Graphite is used in the bipolar plate as an electrically and thermally conductive additive. Bipolar plates, which are a major component of fuel cells, are made from high purity graphite. These plates need to be impermeable to gases, have good electrical conductivity, high strength, low weight, good resistance to corrosion and should be easy to manufacture in large quantities.
Graphite must be high‐grade (> 99.9% C) with low impurities with a viable, low cost purification process.
Smaller amounts of graphite or carbon materials are used in the gas diffusion layers and the membrane electrode assembly of fuel cells, as a catalyst support, as coatings for the bi‐polar plates, and in solid oxide fuel cell (SOFC) components.
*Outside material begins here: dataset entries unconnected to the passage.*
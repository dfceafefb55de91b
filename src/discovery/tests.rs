//! Tests for schema discovery

use super::*;
use crate::error::Error;
use pretty_assertions::assert_eq;
use serde_json::json;
use wiremock::matchers::{header, method, path};
use wiremock::{Mock, MockServer, ResponseTemplate};

fn ok(response: serde_json::Value) -> ResponseTemplate {
    ResponseTemplate::new(200).set_body_json(json!({
        "messages": [{"code": "0", "message": "OK"}],
        "response": response
    }))
}

fn names(layouts: &[Layout]) -> Vec<&str> {
    layouts.iter().map(|l| l.name.as_str()).collect()
}

// ============================================================================
// list_databases
// ============================================================================

#[tokio::test]
async fn test_list_databases() {
    let mock_server = MockServer::start().await;

    // "reader:pw" in base64
    Mock::given(method("GET"))
        .and(path("/fmi/data/v2/databases"))
        .and(header("Authorization", "Basic cmVhZGVyOnB3"))
        .respond_with(ok(json!({
            "databases": [{"name": "Sales"}, {"name": "HR"}]
        })))
        .expect(1)
        .mount(&mock_server)
        .await;

    let url = mock_server.uri().replace("http://", "http://reader:pw@");
    let client = FmClient::from_url(&url).unwrap();
    let databases = client.list_databases().await.unwrap();

    assert_eq!(
        databases,
        vec![
            Database { name: "Sales".to_string() },
            Database { name: "HR".to_string() }
        ]
    );
}

#[tokio::test]
async fn test_list_databases_empty_messages() {
    let mock_server = MockServer::start().await;

    Mock::given(method("GET"))
        .and(path("/fmi/data/v2/databases"))
        .respond_with(ResponseTemplate::new(200).set_body_json(json!({
            "messages": [],
            "response": {"databases": [{"name": "Sales"}]}
        })))
        .mount(&mock_server)
        .await;

    let client = FmClient::from_url(&mock_server.uri()).unwrap();
    let result = client.list_databases().await;

    assert!(matches!(
        result,
        Err(Error::Protocol { ref message }) if message == "unknown errors"
    ));
}

#[tokio::test]
async fn test_list_databases_server_error_message() {
    let mock_server = MockServer::start().await;

    Mock::given(method("GET"))
        .and(path("/fmi/data/v2/databases"))
        .respond_with(ResponseTemplate::new(401).set_body_json(json!({
            "messages": [{"code": "212", "message": "Invalid credentials"}],
            "response": {}
        })))
        .mount(&mock_server)
        .await;

    let client = FmClient::from_url(&mock_server.uri()).unwrap();
    let result = client.list_databases().await;

    assert!(matches!(
        result,
        Err(Error::Application { ref message }) if message == "Invalid credentials"
    ));
}

// ============================================================================
// list_layouts
// ============================================================================

#[tokio::test]
async fn test_list_layouts_uses_session_token() {
    let mock_server = MockServer::start().await;

    Mock::given(method("GET"))
        .and(path("/fmi/data/v2/databases/Sales/layouts"))
        .and(header("Authorization", "Bearer tok-sales"))
        .respond_with(ok(json!({
            "layouts": [
                {"name": "Contacts", "isFolder": false},
                {"name": "Reports", "isFolder": true, "folderLayoutNames": [{"name": "Monthly"}]}
            ]
        })))
        .expect(1)
        .mount(&mock_server)
        .await;

    let client = FmClient::from_url(&mock_server.uri()).unwrap();
    let session = Session::new("Sales", "tok-sales");
    let layouts = client.list_layouts(&session).await.unwrap();

    assert_eq!(
        layouts,
        vec![
            Layout::new("Contacts"),
            Layout::folder("Reports", vec![Layout::new("Monthly")])
        ]
    );
}

#[tokio::test]
async fn test_list_layouts_encodes_database_name() {
    let mock_server = MockServer::start().await;

    Mock::given(method("GET"))
        .and(path("/fmi/data/v2/databases/Sales%202024/layouts"))
        .respond_with(ok(json!({"layouts": []})))
        .expect(1)
        .mount(&mock_server)
        .await;

    let client = FmClient::from_url(&mock_server.uri()).unwrap();
    let session = Session::new("Sales 2024", "tok");
    let layouts = client.list_layouts(&session).await.unwrap();

    assert!(layouts.is_empty());
}

#[tokio::test]
async fn test_list_layouts_invalid_token() {
    let mock_server = MockServer::start().await;

    Mock::given(method("GET"))
        .and(path("/fmi/data/v2/databases/HR/layouts"))
        .respond_with(ResponseTemplate::new(401).set_body_json(json!({
            "messages": [{"code": "952", "message": "Invalid FileMaker Data API token (*)"}],
            "response": {}
        })))
        .mount(&mock_server)
        .await;

    let client = FmClient::from_url(&mock_server.uri()).unwrap();
    // A token issued for another database
    let session = Session::new("HR", "tok-sales");
    let result = client.list_layouts(&session).await;

    assert!(matches!(
        result,
        Err(Error::Application { ref message }) if message.starts_with("Invalid FileMaker Data API token")
    ));
}

// ============================================================================
// dumpable_layouts
// ============================================================================

#[test]
fn test_dumpable_layouts_flattens_folders() {
    let tree = vec![
        Layout::new("Contacts"),
        Layout::folder(
            "Reports",
            vec![
                Layout::new("Monthly"),
                Layout::folder("Archive", vec![Layout::new("2019")]),
                Layout::new("Yearly"),
            ],
        ),
        Layout::new("Invoices"),
    ];

    let flat = dumpable_layouts(&tree);
    assert_eq!(
        names(&flat),
        vec!["Contacts", "Monthly", "2019", "Yearly", "Invoices"]
    );
    assert!(flat.iter().all(|l| !l.is_folder));
}

#[test]
fn test_dumpable_layouts_empty_folder() {
    let tree = vec![Layout::folder("Empty", vec![])];
    assert!(dumpable_layouts(&tree).is_empty());
}
//! CLI module
//!
//! Command-line interface for dumping a server.
//!
//! `fmdump <URL> <OUTPUT_DIR>` creates the output directory, then dumps every
//! layout of every database the account can open into
//! `{database}-{layout}.json` files.

mod commands;
mod runner;

pub use commands::Cli;
pub use runner::{RunStats, Runner};
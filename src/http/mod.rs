//! HTTP client module
//!
//! Thin transport over reqwest for the Data API.
//!
//! # Features
//!
//! - **Fixed timeouts**: connect and total request timeouts, no retries
//! - **Relaxed TLS**: servers commonly run with self-signed certificates
//! - **Envelope decoding**: replies are read and parsed into an [`Envelope`]
//! - **Authentication**: per-request Basic or Bearer via [`AuthConfig`]
//!
//! [`Envelope`]: crate::decode::Envelope
//! [`AuthConfig`]: crate::auth::AuthConfig

mod client;

pub use client::{HttpClient, HttpClientConfig, HttpClientConfigBuilder, RequestConfig};

#[cfg(test)]
mod tests;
Gas diffusion layers use high purity, fine graphite powders for controlled porosity and low electrical resistance.
Based on research and dialogue with end‐users, at this point in time, Zenyatta expects to have a targeted market application segmentation which includes 20‐25% for high purity graphite in fuel cell products, 25‐30% in Lithium‐ion batteries, 25‐30% in powder metallurgy and 15‐30% from other applications. The company is in discussion with end‐users on other types of high purity applications that could possibly change the market segmentation. Markets for fuel cells using hydrogen as fuel are growing rapidly and high performance graphite is a significant component of these fuel cells.